According to the Independent, Prince William is the new face of the monarchy, and he wants it streamlined, as does his father, the 73-year-old boy king-to-be. Never mind the fact that the doddering Prince Charles could cut the royal fat by recusing himself to his little herb garden — the father/son duo started their downsizing project with the compressing of the Jubbly balcony, even if it was tough for the queen. Andrew is, after all, the $13-million steamed-and-larded apple tart of her eye, but it seems she’s kowtowed to pressure to keep her little pervert boy sight unseen as of late.
“[Prince William] would have cut [Prince Andrew] loose a long time ago if it had been up to him.

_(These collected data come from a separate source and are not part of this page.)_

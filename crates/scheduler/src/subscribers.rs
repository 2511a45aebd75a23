//! Subscriber registry
//!
//! Output of a running job is accumulated in a per-job buffer that has a
//! single writer, the [`OutputPublisher`] of the current attempt. Every
//! [`Subscription`] reads the buffer through its own cursor and is woken by a
//! version counter, so a late subscriber first replays the prefix it missed
//! and then follows the live remainder without gaps or duplicates.

use llmq_common::METRICS;
use llmq_proto::{JobError, JobId, JobOutput, JobStatus, StreamEvent};
use parking_lot::Mutex;
use std::collections::HashMap;
use std::sync::Arc;
use tokio::sync::watch;
use tracing::{debug, trace};

#[derive(Debug, Clone, Copy, PartialEq, Eq)]
enum ChunkKind {
    Content,
    Thinking,
}

#[derive(Debug, Clone)]
struct Chunk {
    kind: ChunkKind,
    text: String,
}

#[derive(Debug, Default)]
struct BufferState {
    attempt: u32,
    chunks: Vec<Chunk>,
    finished: Option<(JobStatus, Option<JobError>)>,
    subscribers: usize,
}

impl BufferState {
    fn output(&self) -> JobOutput {
        let mut output = JobOutput::default();
        for chunk in &self.chunks {
            match chunk.kind {
                ChunkKind::Content => output.content.push_str(&chunk.text),
                ChunkKind::Thinking => output
                    .thinking
                    .get_or_insert_with(String::new)
                    .push_str(&chunk.text),
            }
        }
        output
    }
}

#[derive(Debug)]
struct JobBuffer {
    state: Mutex<BufferState>,
    version: watch::Sender<u64>,
}

impl JobBuffer {
    fn new(attempt: u32) -> Self {
        let (version, _) = watch::channel(0);
        Self {
            state: Mutex::new(BufferState {
                attempt,
                ..BufferState::default()
            }),
            version,
        }
    }

    fn bump(&self) {
        self.version.send_modify(|v| *v += 1);
    }

    /// Start over for a new attempt, voiding the previous output
    fn reset(&self, attempt: u32) -> bool {
        {
            let mut state = self.state.lock();
            if state.attempt == attempt || state.finished.is_some() {
                return false;
            }
            state.attempt = attempt;
            state.chunks.clear();
        }
        self.bump();
        true
    }
}

/// Fan-out of job output to any number of subscribers
#[derive(Debug, Default)]
pub struct SubscriberRegistry {
    buffers: Mutex<HashMap<JobId, Arc<JobBuffer>>>,
}

impl SubscriberRegistry {
    pub fn new() -> Self {
        Self::default()
    }

    fn buffer(&self, job_id: JobId, attempt: u32) -> Arc<JobBuffer> {
        Arc::clone(
            self.buffers
                .lock()
                .entry(job_id)
                .or_insert_with(|| Arc::new(JobBuffer::new(attempt))),
        )
    }

    /// Create the buffer of a job that subscribers may attach to
    pub fn register(&self, job_id: JobId, attempt: u32) {
        self.buffer(job_id, attempt);
    }

    /// Void the output of a redelivered job and announce the new attempt
    pub fn restart(&self, job_id: JobId, attempt: u32) {
        if self.buffer(job_id, attempt).reset(attempt) {
            debug!(%job_id, attempt, "Output buffer reset for redelivery");
        }
    }

    /// Writer handle for one attempt of a job
    pub fn open(&self, job_id: JobId, attempt: u32) -> OutputPublisher {
        let buffer = self.buffer(job_id, attempt);
        buffer.reset(attempt);
        OutputPublisher {
            job_id,
            attempt,
            buffer,
        }
    }

    /// Attach to a job's live output
    pub fn subscribe(&self, job_id: JobId) -> Option<Subscription> {
        let buffer = self.buffers.lock().get(&job_id).cloned()?;
        Some(Subscription::attach(buffer))
    }

    /// Deliver the terminal event and retire the buffer
    pub fn finish(&self, job_id: JobId, status: JobStatus, error: Option<JobError>) {
        let Some(buffer) = self.buffers.lock().remove(&job_id) else {
            return;
        };
        buffer.state.lock().finished = Some((status, error));
        buffer.bump();
        debug!(%job_id, %status, "Subscribers notified of job end");
    }

    /// Output accumulated so far by the current attempt
    pub fn output(&self, job_id: JobId) -> Option<JobOutput> {
        let buffer = self.buffers.lock().get(&job_id).cloned()?;
        let output = buffer.state.lock().output();
        Some(output)
    }

    pub fn subscriber_count(&self, job_id: JobId) -> usize {
        self.buffers
            .lock()
            .get(&job_id)
            .map_or(0, |buffer| buffer.state.lock().subscribers)
    }

    /// Number of jobs with a live buffer
    pub fn len(&self) -> usize {
        self.buffers.lock().len()
    }

    pub fn is_empty(&self) -> bool {
        self.len() == 0
    }
}

/// Single writer of a job's output for one attempt
pub struct OutputPublisher {
    job_id: JobId,
    attempt: u32,
    buffer: Arc<JobBuffer>,
}

impl OutputPublisher {
    /// Append answer text; false once this attempt was superseded
    pub fn push_content(&self, text: String) -> bool {
        self.push(ChunkKind::Content, text)
    }

    /// Append reasoning text; false once this attempt was superseded
    pub fn push_thinking(&self, text: String) -> bool {
        self.push(ChunkKind::Thinking, text)
    }

    fn push(&self, kind: ChunkKind, text: String) -> bool {
        {
            let mut state = self.buffer.state.lock();
            if state.attempt != self.attempt || state.finished.is_some() {
                return false;
            }
            trace!(job_id = %self.job_id, seq = state.chunks.len(), "Output chunk");
            state.chunks.push(Chunk { kind, text });
        }
        self.buffer.bump();
        true
    }

    /// Output written by this attempt
    pub fn snapshot(&self) -> JobOutput {
        let state = self.buffer.state.lock();
        if state.attempt != self.attempt {
            return JobOutput::default();
        }
        state.output()
    }
}

/// Read-only view of a job's output stream
///
/// Chunks carry their index within the current attempt as `seq`. A
/// [`StreamEvent::Reset`] means the job was redelivered and output received
/// so far is void. The stream ends after [`StreamEvent::Finished`].
pub struct Subscription {
    buffer: Arc<JobBuffer>,
    version: watch::Receiver<u64>,
    attempt: u32,
    cursor: usize,
    done: bool,
}

impl Subscription {
    fn attach(buffer: Arc<JobBuffer>) -> Self {
        let attempt = {
            let mut state = buffer.state.lock();
            state.subscribers += 1;
            state.attempt
        };
        METRICS.streams.subscribers.inc();
        let version = buffer.version.subscribe();
        Self {
            buffer,
            version,
            attempt,
            cursor: 0,
            done: false,
        }
    }

    /// Subscription replaying a job that already ended
    pub fn replay(output: JobOutput, status: JobStatus, error: Option<JobError>) -> Self {
        let buffer = JobBuffer::new(0);
        {
            let mut state = buffer.state.lock();
            if let Some(thinking) = output.thinking.filter(|t| !t.is_empty()) {
                state.chunks.push(Chunk {
                    kind: ChunkKind::Thinking,
                    text: thinking,
                });
            }
            if !output.content.is_empty() {
                state.chunks.push(Chunk {
                    kind: ChunkKind::Content,
                    text: output.content,
                });
            }
            state.finished = Some((status, error));
        }
        Self::attach(Arc::new(buffer))
    }

    /// Next event, waiting for the writer when caught up
    pub async fn next(&mut self) -> Option<StreamEvent> {
        loop {
            if self.done {
                return None;
            }

            // mark seen before reading so no write slips between
            self.version.borrow_and_update();
            if let Some(event) = self.poll_buffer() {
                return Some(event);
            }

            // the buffer owns the sender, so this only fails if it is gone
            if self.version.changed().await.is_err() {
                return None;
            }
        }
    }

    fn poll_buffer(&mut self) -> Option<StreamEvent> {
        let state = self.buffer.state.lock();

        if state.attempt != self.attempt {
            self.attempt = state.attempt;
            self.cursor = 0;
            return Some(StreamEvent::Reset {
                attempt: state.attempt,
            });
        }

        if let Some(chunk) = state.chunks.get(self.cursor) {
            let seq = self.cursor as u64;
            self.cursor += 1;
            let text = chunk.text.clone();
            return Some(match chunk.kind {
                ChunkKind::Content => StreamEvent::Content { seq, text },
                ChunkKind::Thinking => StreamEvent::Thinking { seq, text },
            });
        }

        if let Some((status, error)) = &state.finished {
            self.done = true;
            return Some(StreamEvent::Finished {
                status: *status,
                error: error.clone(),
            });
        }

        None
    }

    /// Drain every remaining event
    pub async fn collect(mut self) -> Vec<StreamEvent> {
        let mut events = Vec::new();
        while let Some(event) = self.next().await {
            events.push(event);
        }
        events
    }
}

impl Drop for Subscription {
    fn drop(&mut self) {
        self.buffer.state.lock().subscribers -= 1;
        METRICS.streams.subscribers.dec();
    }
}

He understands that when it comes to mother and son the situation is complicated, but honestly I think he just wishes he would vanish from public view,” a source told the Independent.
But Gran’s got mobility issues, and unfortunately, a monarch must evolve or die — which she refuses to do — so William is left with little choice but to take the royal stick by the branches.
It’s possible that William’s imperial housekeeping might also have something to do with Russo-British diplomat Prince Michael of Kent and his racist wife of the same name (Princess Michael of Kent) retiring from public life. The Queen’s first cousin and his brooch-wearing bae have been plagued by scandal as of late, and Michael 1 will likely step down on July 4, which also happens to be his 80th birthday, according to the Evening Standard. До свидания, Mikhails! And keep on consolidating that power, Will. It’s the progressive thing to do.